Размышляя обо всем этом, Клара пришла к следующей, выстраданной ею мысли (если можно так назвать туманное облачко, принимающее в молодости божественную видимость мысли): как же дурно устроен мир, подумала она, и как в нем все непрочно, если решение, порожденное неопытностью, незнанием жизни, определяет всю дальнейшую судьбу человека, влияет на самое главное в его жизни! Увы, ее наставник добился своего — Клара начинала перенимать его философию: она увидела, что мир несовершенен.

Итак, по милости сэра Уилоби Паттерна мисс Мидлтон перестала относиться к жизни, как девочка. Когда же свершилась в ней сия великая перемена? Оглядываясь назад, она решила, что произошло это чуть ли не в тот период любви, который принято именовать первым, иначе говоря — с самого начала! Так она думала оттого, что уже не могла представить себе чувства, которое она в то время испытывала на самом деле. Оно умерло в ней так бесповоротно, что даже не оставило по себе и тени воспоминаний.

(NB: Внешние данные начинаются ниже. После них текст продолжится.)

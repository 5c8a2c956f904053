//! Confidence scoring.
//!
//! Base score is the best evidence similarity; an ordered cascade of named
//! rules adjusts it, the total is clamped to 0..=100 and mapped to a band.

mod rules;

pub use rules::{
    AmbiguityRule, DegradedSynthesisRule, DomainKeywordRule, ScoringInput, ScoringRule,
    ShortAnswerRule, TermOverlapRule,
};

use crate::config::{ConfidenceBands, EngineConfig, Vocabulary};
use crate::types::{Adjustment, ConfidenceLevel, ConfidenceScore};

const DOMAIN_KEYWORD_BONUS: i32 = 5;
const SHORT_ANSWER_PENALTY: i32 = -10;
const AMBIGUITY_PENALTY: i32 = -5;
const TERM_OVERLAP_BONUS: i32 = 5;

impl ConfidenceBands {
    /// Map a final score to its band.
    pub fn level_for(&self, score: u8) -> ConfidenceLevel {
        if score >= self.high {
            ConfidenceLevel::High
        } else if score >= self.medium {
            ConfidenceLevel::Medium
        } else if score >= self.low {
            ConfidenceLevel::Low
        } else {
            ConfidenceLevel::RequiresHumanAttention
        }
    }
}

/// Applies the rule cascade and banding.
pub struct ConfidenceScorer {
    rules: Vec<Box<dyn ScoringRule>>,
    bands: ConfidenceBands,
}

impl ConfidenceScorer {
    pub fn new(rules: Vec<Box<dyn ScoringRule>>, bands: ConfidenceBands) -> Self {
        Self { rules, bands }
    }

    /// The standard cascade, in evaluation order.
    pub fn from_config(config: &EngineConfig, vocabulary: &Vocabulary) -> Self {
        let rules: Vec<Box<dyn ScoringRule>> = vec![
            Box::new(DomainKeywordRule {
                keywords: vocabulary.domain_keywords.clone(),
                bonus: DOMAIN_KEYWORD_BONUS,
            }),
            Box::new(ShortAnswerRule {
                min_chars: config.short_answer_chars,
                penalty: SHORT_ANSWER_PENALTY,
            }),
            Box::new(AmbiguityRule {
                margin: config.ambiguity_margin,
                penalty: AMBIGUITY_PENALTY,
            }),
            Box::new(TermOverlapRule {
                min_term_chars: 4,
                min_shared: 3,
                bonus: TERM_OVERLAP_BONUS,
            }),
            Box::new(DegradedSynthesisRule {
                penalty: config.degraded_penalty,
            }),
        ];

        Self::new(rules, config.bands)
    }

    pub fn bands(&self) -> &ConfidenceBands {
        &self.bands
    }

    /// Score an answer.
    ///
    /// Insufficient-evidence and internal-matter answers skip the cascade and
    /// always score 0 / RequiresHumanAttention.
    pub fn score(&self, input: &ScoringInput<'_>) -> ConfidenceScore {
        if input.answer.mode.requires_human() {
            return ConfidenceScore {
                base_score: 0,
                adjustments: Vec::new(),
                final_score: 0,
                level: ConfidenceLevel::RequiresHumanAttention,
            };
        }

        let base_score = input.evidence.top_similarity().round() as i32;

        let adjustments: Vec<Adjustment> = self
            .rules
            .iter()
            .map(|rule| (rule.name(), rule.delta(input)))
            .filter(|(_, delta)| *delta != 0)
            .map(|(rule, delta)| Adjustment {
                rule: rule.to_string(),
                delta,
            })
            .collect();

        let total = base_score + adjustments.iter().map(|a| a.delta).sum::<i32>();
        let final_score = total.clamp(0, 100) as u8;

        ConfidenceScore {
            base_score,
            adjustments,
            final_score,
            level: self.bands.level_for(final_score),
        }
    }
}

#[cfg(test)]
mod tests {
    use super::*;
    use crate::types::{EvidenceCandidate, KnowledgeEntry, MatchResult, SynthesisMode, SynthesizedAnswer};
    use std::sync::Arc;

    fn candidate(id: usize, similarity: f64, answer: &str) -> EvidenceCandidate {
        EvidenceCandidate {
            entry: Arc::new(KnowledgeEntry {
                id,
                source_document: "Compliance_DDQ".to_string(),
                section: "Onboarding".to_string(),
                row_index: id as u32 + 2,
                question_text: String::new(),
                answer_text: answer.to_string(),
            }),
            similarity,
            lexical_score: similarity,
            concept_overlap: 0.0,
            rank: id + 1,
        }
    }

    fn answer(text: &str, mode: SynthesisMode) -> SynthesizedAnswer {
        SynthesizedAnswer {
            answer_text: text.to_string(),
            citations: Vec::new(),
            grounded: true,
            mode,
            note: None,
        }
    }

    fn scorer() -> ConfidenceScorer {
        ConfidenceScorer::from_config(&EngineConfig::default(), &Vocabulary::default())
    }

    #[test]
    fn test_kyc_domain_bonus_reaches_high() {
        let text = "Our KYC procedure verifies identity documents and screens every customer.";
        let evidence = MatchResult { candidates: vec![candidate(0, 92.0, text)], concepts: vec![] };
        let a = answer(text, SynthesisMode::Extractive);

        let score = scorer().score(&ScoringInput {
            question: "What is your KYC process?",
            evidence: &evidence,
            answer: &a,
        });

        assert_eq!(score.base_score, 92);
        assert_eq!(
            score.adjustments,
            vec![Adjustment { rule: "domain_keyword_match".to_string(), delta: 5 }]
        );
        assert_eq!(score.final_score, 97);
        assert_eq!(score.level, ConfidenceLevel::High);
    }

    #[test]
    fn test_ambiguous_match_drops_to_medium() {
        let text = "Reports are delivered to the operations desk every morning by email.";
        let evidence = MatchResult {
            candidates: vec![candidate(0, 80.0, text), candidate(1, 78.0, "Other reports.")],
            concepts: vec![],
        };
        let a = answer(text, SynthesisMode::Extractive);

        let score = scorer().score(&ScoringInput {
            question: "When do reports arrive?",
            evidence: &evidence,
            answer: &a,
        });

        assert_eq!(score.final_score, 75);
        assert_eq!(score.level, ConfidenceLevel::Medium);
    }

    #[test]
    fn test_review_modes_force_zero() {
        let evidence = MatchResult { candidates: vec![candidate(0, 99.0, "x")], concepts: vec![] };
        for a in [SynthesizedAnswer::internal_matter(), SynthesizedAnswer::insufficient("none")] {
            let score = scorer().score(&ScoringInput { question: "q", evidence: &evidence, answer: &a });
            assert_eq!(score.final_score, 0);
            assert_eq!(score.level, ConfidenceLevel::RequiresHumanAttention);
            assert!(score.adjustments.is_empty());
        }
    }

    #[test]
    fn test_score_is_clamped() {
        let text = "Short.";
        let evidence = MatchResult {
            candidates: vec![candidate(0, 12.0, text), candidate(1, 11.0, text)],
            concepts: vec![],
        };
        let a = answer(text, SynthesisMode::Degraded);

        let score = scorer().score(&ScoringInput { question: "q", evidence: &evidence, answer: &a });
        // 12 - 10 - 5 - 10
        assert_eq!(score.final_score, 0);
        assert_eq!(score.level, ConfidenceLevel::RequiresHumanAttention);
    }

    #[test]
    fn test_band_boundaries() {
        let bands = ConfidenceBands::default();
        assert_eq!(bands.level_for(100), ConfidenceLevel::High);
        assert_eq!(bands.level_for(90), ConfidenceLevel::High);
        assert_eq!(bands.level_for(89), ConfidenceLevel::Medium);
        assert_eq!(bands.level_for(70), ConfidenceLevel::Medium);
        assert_eq!(bands.level_for(69), ConfidenceLevel::Low);
        assert_eq!(bands.level_for(40), ConfidenceLevel::Low);
        assert_eq!(bands.level_for(39), ConfidenceLevel::RequiresHumanAttention);
        assert_eq!(bands.level_for(0), ConfidenceLevel::RequiresHumanAttention);
    }
}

Не обвиняя в том сэра Уилоби, ибо она еще не утратила чувства справедливости, Клара понимала, что попалась в ловушку. Каким-то образом, чуть ли не во сне, обрекла она себя на пожизненное заключение, причем сомкнувшиеся вокруг нее голые стены — увы! — не безмолвствовали, а говорили без устали; они требовали от нее чувствительных излияний, ожидали восхищения!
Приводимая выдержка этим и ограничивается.